Griechenland blockierte wochenlang neue Russland-Sanktionen, um eine Ausnahme für eine heimische LNG-Reederei durchzusetzen. Nun zieht Brüssel offenbar Konsequenzen: Die EU könnte sich von ihren großen Sanktionspaketen verabschieden und neue Maßnahmen künftig einzeln oder in kleineren thematischen Bündeln beschließen.Entsprechende Überlegungen gewinnen sowohl innerhalb der EU-Kommission als auch unter mehreren Mitgliedstaaten, die eine harte Sanktionslinie gegenüber Russland vertreten, an Zustimmung. Das berichtet die Financial Times (FT) unter Berufung auf drei mit den Beratungen vertraute Beamte.

Damit reagiert die EU auf eine Entwicklung, die sich bereits bei den Verhandlungen über das jüngste Sanktionspaket abgezeichnet hatte: Immer mehr Regierungen nutzen die Gespräche, um Ausnahmen für eigene Unternehmen und Branchen durchzusetzen. Doch welche Folgen hätte der Kurswechsel?

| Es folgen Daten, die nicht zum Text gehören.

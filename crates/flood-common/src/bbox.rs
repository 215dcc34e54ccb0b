//! Bounding box types and operations.

use serde::{Deserialize, Serialize};

use crate::crs::{AxisOrder, CrsCode};

/// A geographic or projected bounding box.
///
/// For geographic CRS (EPSG:4326), coordinates are in degrees.
/// For projected CRS (EPSG:3857, UTM zones), coordinates are in meters.
///
/// Serialized as `[min_x, min_y, max_x, max_y]`, the order GeoServer and
/// OpenLayers use for extents.
#[derive(Debug, Clone, Copy, PartialEq, Serialize, Deserialize)]
#[serde(from = "[f64; 4]", into = "[f64; 4]")]
pub struct BoundingBox {
    pub min_x: f64,
    pub min_y: f64,
    pub max_x: f64,
    pub max_y: f64,
}

impl BoundingBox {
    /// Create a new bounding box from corner coordinates.
    pub fn new(min_x: f64, min_y: f64, max_x: f64, max_y: f64) -> Self {
        Self {
            min_x,
            min_y,
            max_x,
            max_y,
        }
    }

    /// Format as a WMS BBOX parameter value in the given axis order.
    pub fn to_wms_string(&self, order: AxisOrder) -> String {
        match order {
            AxisOrder::XY => format!(
                "{},{},{},{}",
                self.min_x, self.min_y, self.max_x, self.max_y
            ),
            AxisOrder::LatLon => format!(
                "{},{},{},{}",
                self.min_y, self.min_x, self.max_y, self.max_x
            ),
        }
    }

    /// Width of the bounding box in coordinate units.
    pub fn width(&self) -> f64 {
        self.max_x - self.min_x
    }

    /// Height of the bounding box in coordinate units.
    pub fn height(&self) -> f64 {
        self.max_y - self.min_y
    }

    /// Center point as (x, y).
    pub fn center(&self) -> (f64, f64) {
        (
            (self.min_x + self.max_x) / 2.0,
            (self.min_y + self.max_y) / 2.0,
        )
    }

    /// True when both axes are finite and strictly ordered.
    pub fn is_valid(&self) -> bool {
        [self.min_x, self.min_y, self.max_x, self.max_y]
            .iter()
            .all(|v| v.is_finite())
            && self.min_x < self.max_x
            && self.min_y < self.max_y
    }

    /// Grow the box by a fraction of its size on every side.
    pub fn padded(&self, fraction: f64) -> BoundingBox {
        let dx = self.width() * fraction;
        let dy = self.height() * fraction;
        BoundingBox::new(
            self.min_x - dx,
            self.min_y - dy,
            self.max_x + dx,
            self.max_y + dy,
        )
    }

    /// Check if a point is contained within this bbox.
    pub fn contains_point(&self, x: f64, y: f64) -> bool {
        x >= self.min_x && x <= self.max_x && y >= self.min_y && y <= self.max_y
    }
}

impl From<[f64; 4]> for BoundingBox {
    fn from(v: [f64; 4]) -> Self {
        BoundingBox::new(v[0], v[1], v[2], v[3])
    }
}

impl From<BoundingBox> for [f64; 4] {
    fn from(b: BoundingBox) -> Self {
        [b.min_x, b.min_y, b.max_x, b.max_y]
    }
}

/// A bounding box together with the coordinate reference it is expressed in.
#[derive(Debug, Clone, Copy, PartialEq, Serialize, Deserialize)]
pub struct Extent {
    pub bbox: BoundingBox,
    pub crs: CrsCode,
}

impl Extent {
    pub fn new(bbox: BoundingBox, crs: CrsCode) -> Self {
        Self { bbox, crs }
    }

    /// WMS 1.3.0 BBOX value, honouring the axis order of the CRS.
    pub fn wms_bbox(&self) -> String {
        self.bbox.to_wms_string(self.crs.axis_order_wms_1_3())
    }
}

EU will nationale Vetos bei Russland-Sanktionen eindämmen

Seit Beginn des russischen Angriffskrieges gegen die Ukraine im Februar 2022 hat die EU insgesamt 21 Sanktionspakete verabschiedet. Dabei bündelt Brüssel zahlreiche Maßnahmen gegen den russischen Energie- und Finanzsektor, Unternehmen und Einzelpersonen.